An. 4 Col. LEPSI IP/FE-USP Oct. 2002

 

Transferência na adolescência: Implicações clínicas e educacionais.

 

 

Beatriz Cauduro Cruz Gutierra

Psicanalista; Mestre e Doutoranda IPUSP; Prof. Universitária : Universidade São Marcos e FTS

 

 


RESUMO

Discutimos neste texto a especificidade do campo transferêncial na adolescência e suas conseqüências na clínica e na educação. A questão decorrente desta discussão é se esta especificidade exige um educador diferenciado ou um "analista especialista".

Palavras-Chave: Adolescência - Educação - Clínica


ABSTRACT

In this work we will discuss the specificity of the transferential field in adolescence and its consequences on clinical and education tasks. The question that rises from such a discussion is whether this specificity needs a differentiate educator or a "specialist analyst".

Key words: Adolescece - Educacion - Clinic


 

 

Os estudos psicanalíticos sobre a transferência têm demonstrado que há certa especificidade em relação a processo em sujeitos no tempo da adolescência, o que resulta em particularidades tanto na educação de adolescentes quanto na clínica.

Relatos de professores de adolescentes indicam que há uma transformação no campo transferencial da relação professor-aluno quando se trata de alunos adolescentes. São freqüentes as posturas de questionamento e afronta ao professor, indicando uma transformação em relação ao saber vida do campo do Outro. Campo este que, na infância, incluía a promessa da possibilidade relação sexual e que na adolescência, se revela como impossibilidade desta completude, deste gozo prometido na infância. O mundo adulto e seus ideais ficam "sob suspeita".

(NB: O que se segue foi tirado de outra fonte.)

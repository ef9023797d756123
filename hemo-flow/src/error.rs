use thiserror::Error;

/// Document-level failures. Any of these aborts the whole submission and
/// leaves the previously displayed result set untouched.
#[derive(Debug, Error)]
pub enum SubmissionError {
    #[error("Unsupported file type: {0}. Please upload a PDF, JPG, or PNG file.")]
    InvalidFileType(String),

    #[error("No {0} API endpoint configured")]
    ConfigurationMissing(&'static str),

    #[error("OCR service error: {0}")]
    Upstream(#[from] UpstreamError),

    #[error("Submission superseded by a newer document")]
    Superseded,

    #[error(transparent)]
    Config(#[from] ConfigError),
}

/// Failures of a single analysis request. They stay local to the analysis
/// session and never touch the measurement table.
#[derive(Debug, Error)]
pub enum AnalysisError {
    #[error("No {0} API endpoint configured")]
    ConfigurationMissing(&'static str),

    #[error("Agent service error: {0}")]
    Upstream(#[from] UpstreamError),

    #[error(transparent)]
    Config(#[from] ConfigError),
}

/// Something went wrong talking to an external service.
#[derive(Debug, Error)]
pub enum UpstreamError {
    #[error("request failed: {0}")]
    Network(String),

    #[error("server responded with status {0}")]
    Status(u16),

    #[error("malformed response: {0}")]
    Parse(String),
}

impl UpstreamError {
    pub fn status_code(&self) -> Option<u16> {
        match self {
            UpstreamError::Status(code) => Some(*code),
            _ => None,
        }
    }
}

impl From<reqwest::Error> for UpstreamError {
    fn from(err: reqwest::Error) -> Self {
        if err.is_decode() {
            UpstreamError::Parse(err.to_string())
        } else if let Some(status) = err.status() {
            UpstreamError::Status(status.as_u16())
        } else {
            UpstreamError::Network(err.to_string())
        }
    }
}

#[derive(Debug, Error)]
pub enum ConfigError {
    #[error("All API endpoints are required ({0} is empty)")]
    Validation(&'static str),

    #[error("Configuration store I/O failed: {0}")]
    Io(#[from] std::io::Error),

    #[error("Configuration store is corrupt: {0}")]
    Serialization(#[from] serde_json::Error),
}

/// A measurement value that does not read as a number. Absorbed by the
/// normalizer; the measurement is still shown with `unknown` status.
#[derive(Debug, Clone, PartialEq, Error)]
#[error("not a number: {0:?}")]
pub struct MalformedNumeric(pub String);

pub type Result<T> = std::result::Result<T, SubmissionError>;
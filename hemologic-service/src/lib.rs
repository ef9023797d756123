pub mod models;
pub mod service;
pub mod settings;
pub mod workflow;

pub use models::*;
pub use service::{AppState, build_router, create_app};
pub use settings::{LogFormat, ServiceSettings};
pub use workflow::{build_app_state, create_app_state};
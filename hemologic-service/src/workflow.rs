use hemo_flow::{
    AgentService, AnalysisRunner, ConfigStore, DocumentWorkflow, FileConfigStore, HttpAgentClient,
    HttpOcrClient, InMemoryConfigStore, OcrService, Revealer, http_client,
};
use std::sync::Arc;
use tracing::info;

use crate::service::AppState;
use crate::settings::{DEFAULT_MAX_UPLOAD_BYTES, ServiceSettings};

pub fn create_config_store(settings: &ServiceSettings) -> Arc<dyn ConfigStore> {
    match &settings.config_path {
        Some(path) => {
            info!("Using file-backed endpoint configuration at {}", path.display());
            Arc::new(FileConfigStore::new(path.clone()))
        }
        None => {
            info!("Using in-memory endpoint configuration");
            Arc::new(InMemoryConfigStore::new())
        }
    }
}

pub fn create_app_state(settings: &ServiceSettings) -> anyhow::Result<AppState> {
    let client = http_client(settings.request_timeout)?;
    let ocr: Arc<dyn OcrService> = Arc::new(HttpOcrClient::new(client.clone()));
    let agent: Arc<dyn AgentService> = Arc::new(HttpAgentClient::new(client));

    let mut state = build_app_state(
        create_config_store(settings),
        ocr,
        agent,
        Revealer::new(settings.reveal_interval),
    );
    state.max_upload_bytes = settings.max_upload_bytes;
    Ok(state)
}

pub fn build_app_state(
    config: Arc<dyn ConfigStore>,
    ocr: Arc<dyn OcrService>,
    agent: Arc<dyn AgentService>,
    revealer: Revealer,
) -> AppState {
    let analysis = AnalysisRunner::new(agent, config.clone(), revealer);
    AppState {
        documents: Arc::new(DocumentWorkflow::new(ocr, config.clone(), analysis)),
        config,
        max_upload_bytes: DEFAULT_MAX_UPLOAD_BYTES,
    }
}
use serde::{Deserialize, Serialize};
use tracing::debug;
use uuid::Uuid;

/// Substituted when the agent answers without any analysis text.
pub const NO_ANALYSIS_TEXT: &str = "No analysis text received.";

/// Shown immediately when the analysis request fails.
pub const ANALYSIS_FAILED_TEXT: &str = "Failed to load analysis from server.";

#[derive(Debug, Clone, Copy, PartialEq, Eq, Serialize, Deserialize)]
#[serde(rename_all = "snake_case")]
pub enum AnalysisState {
    Idle,
    Requesting,
    Revealing,
    Done,
    Failed,
}

impl AnalysisState {
    pub fn is_terminal(&self) -> bool {
        matches!(self, AnalysisState::Done | AnalysisState::Failed)
    }

    /// Whether a new request may replace a session in this state.
    pub fn accepts_trigger(&self) -> bool {
        matches!(self, AnalysisState::Idle) || self.is_terminal()
    }
}

/// Outcome of one reveal tick.
#[derive(Debug, Clone, Copy, PartialEq, Eq)]
pub enum RevealStep {
    /// One more character is visible; more remain.
    Advanced,
    /// The last character became visible and the session is now done.
    Completed,
    /// The session is not revealing; nothing changed.
    Idle,
}

/// One analysis request and its reveal progress.
///
/// `id` is the identity token every asynchronous completion must present
/// before writing; a replaced session's completions are discarded.
#[derive(Debug, Clone)]
pub struct AnalysisSession {
    pub id: String,
    state: AnalysisState,
    full_text: Option<String>,
    revealed_length: usize,
    revealed_bytes: usize,
    error_message: Option<String>,
}

impl AnalysisSession {
    pub fn new() -> Self {
        Self {
            id: Uuid::new_v4().to_string(),
            state: AnalysisState::Idle,
            full_text: None,
            revealed_length: 0,
            revealed_bytes: 0,
            error_message: None,
        }
    }

    pub fn state(&self) -> AnalysisState {
        self.state
    }

    pub fn full_text(&self) -> Option<&str> {
        self.full_text.as_deref()
    }

    /// Characters revealed so far.
    pub fn revealed_length(&self) -> usize {
        self.revealed_length
    }

    pub fn error_message(&self) -> Option<&str> {
        self.error_message.as_deref()
    }

    pub fn is_revealing(&self) -> bool {
        self.state == AnalysisState::Revealing
    }

    /// `idle → requesting`. Returns false (and changes nothing) from any
    /// other state.
    pub fn begin_request(&mut self) -> bool {
        if self.state != AnalysisState::Idle {
            return false;
        }
        self.state = AnalysisState::Requesting;
        debug!(session_id = %self.id, "Analysis session requesting");
        true
    }

    /// `requesting → revealing`. Empty or missing text is replaced by
    /// [`NO_ANALYSIS_TEXT`].
    pub fn receive(&mut self, analysis: Option<String>) -> bool {
        if self.state != AnalysisState::Requesting {
            return false;
        }
        let text = analysis
            .filter(|text| !text.trim().is_empty())
            .unwrap_or_else(|| NO_ANALYSIS_TEXT.to_string());

        debug!(session_id = %self.id, chars = text.chars().count(), "Analysis session revealing");
        self.full_text = Some(text);
        self.revealed_length = 0;
        self.revealed_bytes = 0;
        self.state = AnalysisState::Revealing;
        true
    }

    /// `requesting → failed`. Revealing never starts.
    pub fn fail(&mut self, message: impl Into<String>) -> bool {
        if self.state != AnalysisState::Requesting {
            return false;
        }
        self.error_message = Some(message.into());
        self.state = AnalysisState::Failed;
        debug!(session_id = %self.id, "Analysis session failed");
        true
    }

    /// Reveal exactly one more character; `revealing → done` on the last one.
    pub fn advance(&mut self) -> RevealStep {
        if self.state != AnalysisState::Revealing {
            return RevealStep::Idle;
        }
        let text = self.full_text.as_deref().unwrap_or_default();

        if let Some(next) = text[self.revealed_bytes..].chars().next() {
            self.revealed_bytes += next.len_utf8();
            self.revealed_length += 1;
        }

        if self.revealed_bytes >= text.len() {
            self.state = AnalysisState::Done;
            debug!(session_id = %self.id, "Analysis reveal completed");
            RevealStep::Completed
        } else {
            RevealStep::Advanced
        }
    }

    /// What the presentation layer may show right now.
    pub fn visible_text(&self) -> &str {
        match self.state {
            AnalysisState::Failed => ANALYSIS_FAILED_TEXT,
            _ => self
                .full_text
                .as_deref()
                .map(|text| &text[..self.revealed_bytes])
                .unwrap_or_default(),
        }
    }

    pub fn view(&self) -> AnalysisView {
        AnalysisView {
            session_id: self.id.clone(),
            state: self.state,
            visible_text: self.visible_text().to_string(),
            is_revealing: self.is_revealing(),
            revealed_length: self.revealed_length,
            total_length: self.full_text.as_deref().map(|t| t.chars().count()),
            error_message: self.error_message.clone(),
        }
    }
}

impl Default for AnalysisSession {
    fn default() -> Self {
        Self::new()
    }
}

/// Snapshot of a session for rendering.
#[derive(Debug, Clone, PartialEq, Serialize, Deserialize)]
pub struct AnalysisView {
    pub session_id: String,
    pub state: AnalysisState,
    pub visible_text: String,
    pub is_revealing: bool,
    pub revealed_length: usize,
    pub total_length: Option<usize>,
    pub error_message: Option<String>,
}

Na clínica psicanalítica com adolescentes, por sua vez, não são incomuns os casos de abandonos da análise fruto da destituição do lugar de saber atribuído ao analista ou atuações intensas inscritas na transferência com o analista.

Suas análises, quando levadas adiante, são povoadas por "pequenos grandes dilemas": "Discursos inflamados sobre a conturbada relação com os pais, as primeiras paixões, as grandes decepções, os ideais em plena construção, são facetas do processo adolescente de construir uma assertiva sobre si mesmo, visando uma escritura singular.". (Gutierra, 2002, p. 36)

Análises ricas em produções simbólicas: diários, desejos, poesias. Ou, pelo contrário, repletas de angústia e do silencio que revela o encontro atônito com o real pubertário. Análises onde se assiste ao franco desencadeamento de uma psicose ou da re-afirmação de uma neurose.

A experiência analítica tem demonstrado que não é simples o engajamento de adolescentes na análise. São constantes abandonos, como ocorreram nas primeiras análises empreendidas com adolescentes encetadas por Freud: o Caso Dora (1905{1901}) e a Jovem homossexual (1920), pacientes na faixa de 18 anos.

Tudo isso nos faz pensar que existem algumas especificidades na transferência estabelecida por um sujeito quando este se encontra no tempo da adolescência.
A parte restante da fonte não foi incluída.